"Todos estos ministros realmente creían. Estaban absolutamente convencidos. En sus mentes el Diablo había tratado en vano de plantar las semillas de la duda.
Escuché cientos de estos sermones evangélicos, escuché cientos de las más terroríficas y vívidas descripciones de las torturas infligidas en el infierno, de la condición horrorosa de los descarriados. Suponía que lo que escuchaba era cierto y, sin embargo, no lo creía. Me decía: "Es así", y luego pensaba: "No puede ser".
Estos sermones dejaron leves impresiones en mi mente. No estaba convencido.
No tenía deseo de ser "convertido", no quería un "nuevo corazón" y no anhelaba "nacer de nuevo".
Pero escuché un sermón que tocó mi corazón, que dejó su marca, como una cicatriz, en mi cerebro.
Un domingo fui con mi hermano a escuchar un predicador bautista del Libre Albedrío. Era un hombre de gran talla, vestido como un granjero, pero era todo un orador. Podía pintar un cuadro con palabras.
Tomó para su homilía la parábola de "el rico y Lázaro". Describió a Dives, el rico, su modo de vida, los excesos a los que se entregaba, su extravagancia, sus noches ruidosas, sus finas vestiduras de púrpura, sus banquetes, sus vinos y sus hermosas mujeres.
Luego describió a Lázaro, su pobreza, sus harapos y miseria, su cuerpo indigente comido por la enfermedad, las migajas y cortezas que devoraba, los perros que lo atormentaban. Pintó su vida solitaria, su muerte sin amigos.
Luego, cambiando su tono de lástima a uno de triunfo, saltando de las lágrimas a las cimas de la euforia, de la derrota a la victoria, describió la gloriosa compañía de los ángeles, que con blancas y desplegadas alas llevaron el alma del despreciado mendigo al Paraíso, al seno de Abraham.
Luego, cambiando su voz a una de burla y disgusto, habló de la muerte del rico. Estaba en su palacio, en su costoso lecho, el aire pesado de perfume, la habitación llena de sirvientes y médicos. Su oro era inservible entonces. No podía comprar un aliento más. Murió, y desde el infierno levantaba los ojos, en tormento.
Luego, asumiendo una actitud dramática, ahuecando la mano derecha junto a su oído, susurró "¡Escuchen! Oigo la voz del rico. ¿Qué dice? ¡Escuchen! '¡Padre Abraham!, ¡Padre Abraham!, te ruego que envíes a Lázaro para que moje la punta de su dedo en el agua y refresque mi lengua reseca, porque estoy atormentado en este fuego'".

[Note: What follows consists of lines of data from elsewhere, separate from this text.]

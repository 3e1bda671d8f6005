mod from_row;
mod schema;
pub mod diag;
pub mod queries;

pub use schema::init_db;

use r2d2::Pool;
use r2d2_sqlite::SqliteConnectionManager;

use crate::payments::ProcessorClient;

pub type DbPool = Pool<SqliteConnectionManager>;

/// Application state holding the database pool, the processor client and
/// request-scoped configuration. Clients are built once at startup and
/// injected; handlers never construct their own.
#[derive(Clone)]
pub struct AppState {
    pub db: DbPool,
    /// Payment processor API client
    pub processor: ProcessorClient,
    /// Static allow-list of admin emails (first tier of the admin check)
    pub admin_emails: Vec<String>,
    /// Base URL for callbacks (e.g., https://api.example.com)
    pub base_url: String,
}

pub fn create_pool(database_path: &str) -> Result<DbPool, r2d2::Error> {
    let manager = SqliteConnectionManager::file(database_path);
    Pool::builder().max_size(10).build(manager)
}
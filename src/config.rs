use std::env;

#[derive(Debug, Clone)]
pub struct Config {
    pub host: String,
    pub port: u16,
    pub database_path: String,
    pub base_url: String,
    /// Secret key used to authenticate against the payment processor.
    pub processor_secret_key: String,
    /// Override for the processor API base URL (dev/test only).
    pub processor_base_url: Option<String>,
    /// Static allow-list of admin email addresses (first tier of the
    /// two-tier admin check; the second is the profile role flag).
    pub admin_emails: Vec<String>,
    pub bootstrap_admin_email: Option<String>,
    pub dev_mode: bool,
}

impl Config {
    pub fn from_env() -> Self {
        dotenvy::dotenv().ok();

        let dev_mode = env::var("OMEGA_ENV")
            .map(|v| v == "dev" || v == "development")
            .unwrap_or(false);

        let host = env::var("HOST").unwrap_or_else(|_| "127.0.0.1".to_string());
        let port: u16 = env::var("PORT")
            .ok()
            .and_then(|p| p.parse().ok())
            .unwrap_or(3000);

        let base_url =
            env::var("BASE_URL").unwrap_or_else(|_| format!("http://{}:{}", host, port));

        let admin_emails = env::var("ADMIN_EMAILS")
            .map(|v| {
                v.split(',')
                    .map(|s| s.trim().to_lowercase())
                    .filter(|s| !s.is_empty())
                    .collect()
            })
            .unwrap_or_default();

        Self {
            host,
            port,
            database_path: env::var("DATABASE_PATH").unwrap_or_else(|_| "omega.db".to_string()),
            base_url,
            processor_secret_key: env::var("PROCESSOR_SECRET_KEY").unwrap_or_default(),
            processor_base_url: env::var("PROCESSOR_BASE_URL").ok(),
            admin_emails,
            bootstrap_admin_email: env::var("BOOTSTRAP_ADMIN_EMAIL").ok(),
            dev_mode,
        }
    }

    pub fn addr(&self) -> String {
        format!("{}:{}", self.host, self.port)
    }
}
//! Row mapping trait and helpers for reducing boilerplate in queries.
//!
//! This module provides a `FromRow` trait that models can implement to
//! define how they are constructed from database rows, plus helper functions
//! for common query patterns.

use rusqlite::{Connection, OptionalExtension, Row, ToSql};

use crate::models::*;

/// Parse a string column into an enum type, converting parse errors to
/// rusqlite errors instead of panicking when the database contains an
/// invalid value (corruption, migration errors, etc.).
fn parse_enum<T>(
    row: &Row,
    col: usize,
    col_name: &str,
    parse: impl Fn(&str) -> Option<T>,
) -> rusqlite::Result<T> {
    let raw: String = row.get(col)?;
    parse(&raw).ok_or_else(|| {
        rusqlite::Error::InvalidColumnType(col, col_name.to_string(), rusqlite::types::Type::Text)
    })
}

/// Trait for constructing a type from a database row.
pub trait FromRow: Sized {
    fn from_row(row: &Row) -> rusqlite::Result<Self>;
}

/// Query for a single optional result.
pub fn query_one<T: FromRow>(
    conn: &Connection,
    sql: &str,
    params: &[&dyn ToSql],
) -> crate::error::Result<Option<T>> {
    conn.query_row(sql, params, T::from_row)
        .optional()
        .map_err(Into::into)
}

/// Query for multiple results.
pub fn query_all<T: FromRow>(
    conn: &Connection,
    sql: &str,
    params: &[&dyn ToSql],
) -> crate::error::Result<Vec<T>> {
    let mut stmt = conn.prepare(sql)?;
    let rows = stmt
        .query_map(params, T::from_row)?
        .collect::<std::result::Result<Vec<_>, _>>()?;
    Ok(rows)
}

// ============ SQL SELECT Constants ============

pub const USER_COLS: &str = "id, email, name, created_at";

pub const USER_WITH_PROFILE_COLS: &str = "u.id, u.email, u.name, p.role, u.created_at";

pub const PROFILE_COLS: &str = "id, user_id, role, created_at, updated_at";

pub const API_KEY_COLS: &str = "id, user_id, name, key_prefix, key_hash, created_at, revoked_at";

pub const INVOICE_COLS: &str =
    "id, customer_name, customer_email, amount_cents, currency, status, created_at";

pub const PAYMENT_RECORD_COLS: &str =
    "id, invoice_id, processor_ref, status, amount_cents, created_at";

pub const REFUND_COLS: &str = "id, invoice_id, processor_refund_id, payment_intent_id, amount_cents, reason, admin_notes, status, refunded_by, created_at";

// ============ FromRow Implementations ============

impl FromRow for User {
    fn from_row(row: &Row) -> rusqlite::Result<Self> {
        Ok(User {
            id: row.get(0)?,
            email: row.get(1)?,
            name: row.get(2)?,
            created_at: row.get(3)?,
        })
    }
}

impl FromRow for UserWithProfile {
    fn from_row(row: &Row) -> rusqlite::Result<Self> {
        // role comes from a LEFT JOIN and may be NULL (no profile row)
        let role = row
            .get::<_, Option<String>>(3)?
            .and_then(|s| s.parse().ok());
        Ok(UserWithProfile {
            id: row.get(0)?,
            email: row.get(1)?,
            name: row.get(2)?,
            role,
            created_at: row.get(4)?,
        })
    }
}

impl FromRow for Profile {
    fn from_row(row: &Row) -> rusqlite::Result<Self> {
        Ok(Profile {
            id: row.get(0)?,
            user_id: row.get(1)?,
            role: parse_enum(row, 2, "role", |s| s.parse().ok())?,
            created_at: row.get(3)?,
            updated_at: row.get(4)?,
        })
    }
}

impl FromRow for ApiKey {
    fn from_row(row: &Row) -> rusqlite::Result<Self> {
        Ok(ApiKey {
            id: row.get(0)?,
            user_id: row.get(1)?,
            name: row.get(2)?,
            key_prefix: row.get(3)?,
            key_hash: row.get(4)?,
            created_at: row.get(5)?,
            revoked_at: row.get(6)?,
        })
    }
}

impl FromRow for Invoice {
    fn from_row(row: &Row) -> rusqlite::Result<Self> {
        Ok(Invoice {
            id: row.get(0)?,
            customer_name: row.get(1)?,
            customer_email: row.get(2)?,
            amount_cents: row.get(3)?,
            currency: row.get(4)?,
            status: parse_enum(row, 5, "status", InvoiceStatus::from_str)?,
            created_at: row.get(6)?,
        })
    }
}

impl FromRow for PaymentRecord {
    fn from_row(row: &Row) -> rusqlite::Result<Self> {
        // The prefix-sniffing rule is applied exactly once, here at the
        // ingestion boundary. A stored reference with an unknown prefix is
        // data corruption and fails the row mapping loudly.
        Ok(PaymentRecord {
            id: row.get(0)?,
            invoice_id: row.get(1)?,
            reference: parse_enum(row, 2, "processor_ref", ProcessorReference::parse)?,
            status: parse_enum(row, 3, "status", PaymentStatus::from_str)?,
            amount_cents: row.get(4)?,
            created_at: row.get(5)?,
        })
    }
}

impl FromRow for Refund {
    fn from_row(row: &Row) -> rusqlite::Result<Self> {
        Ok(Refund {
            id: row.get(0)?,
            invoice_id: row.get(1)?,
            processor_refund_id: row.get(2)?,
            payment_intent_id: row.get(3)?,
            amount_cents: row.get(4)?,
            reason: row.get(5)?,
            admin_notes: row.get(6)?,
            status: row.get(7)?,
            refunded_by: row.get(8)?,
            created_at: row.get(9)?,
        })
    }
}
//! Prefixed ID generation for OMEGA entities.
//!
//! All locally generated IDs use an `om_` brand prefix so they can never
//! collide with processor-assigned identifiers (`pi_`, `ch_`, `re_`, ...).
//!
//! Format: `om_{entity}_{uuid_simple}` (32 hex chars, no hyphens)

use uuid::Uuid;

/// Processor-side payment intent prefix.
pub const INTENT_PREFIX: &str = "pi_";
/// Processor-side charge prefix.
pub const CHARGE_PREFIX: &str = "ch_";
/// Processor-side refund prefix.
pub const REFUND_PREFIX: &str = "re_";

/// All known entity prefixes for validation.
const ALL_PREFIXES: &[&str] = &[
    "om_usr_",
    "om_prof_",
    "om_key_",
    "om_inv_",
    "om_pay_",
    "om_ref_",
];

/// Validate that a string is a valid OMEGA prefixed ID.
///
/// Cheap format check to reject garbage before hitting the database.
/// Validates format: `om_{entity}_{32_hex_chars}`
pub fn is_valid_prefixed_id(s: &str) -> bool {
    let Some(prefix) = ALL_PREFIXES.iter().find(|p| s.starts_with(*p)) else {
        return false;
    };

    let hex_part = &s[prefix.len()..];
    hex_part.len() == 32 && hex_part.chars().all(|c| c.is_ascii_hexdigit())
}

/// True if `s` looks like a processor payment intent id.
pub fn is_intent_ref(s: &str) -> bool {
    s.starts_with(INTENT_PREFIX)
}

/// True if `s` looks like a processor charge id.
pub fn is_charge_ref(s: &str) -> bool {
    s.starts_with(CHARGE_PREFIX)
}

/// Entity types that have prefixed IDs.
#[derive(Debug, Clone, Copy)]
pub enum EntityType {
    User,
    Profile,
    ApiKey,
    Invoice,
    PaymentRecord,
    Refund,
}

impl EntityType {
    /// Returns the prefix for this entity type.
    pub fn prefix(&self) -> &'static str {
        match self {
            Self::User => "om_usr",
            Self::Profile => "om_prof",
            Self::ApiKey => "om_key",
            Self::Invoice => "om_inv",
            Self::PaymentRecord => "om_pay",
            Self::Refund => "om_ref",
        }
    }

    /// Generates a new prefixed ID for this entity type.
    pub fn gen_id(&self) -> String {
        format!("{}_{}", self.prefix(), Uuid::new_v4().as_simple())
    }
}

"Oh, mis oyentes, él ha estado haciendo la misma petición por más de ochocientos años. Y durante millones de eras más ese lamento cruzará el golfo que se abre entre los salvos y los descarriados y todavía se ha de escuchar el quejido: '¡Padre Abraham!, ¡Padre Abraham!, te ruego que envíes a Lázaro para que moje la punta de su dedo en el agua y refresque mi lengua reseca, porque estoy atormentado en este fuego'".
Por primera vez entendí el dogma del dolor eterno, aprecié "las noticias del gran regocijo". Por primera vez mi imaginación apresó la altura y profundidad del horror cristiano. Entonces dije: "Es una mentira, y odio tu religión. Si es verdad, odio a tu Dios".
Desde aquel día no tuve miedo, ni dudas. Para mí, aquel día, las llamas del infierno fueron sofocadas. Desde aquel día he odiado apasionadamente todo credo ortodoxo. Ese Sermón hizo algún bien".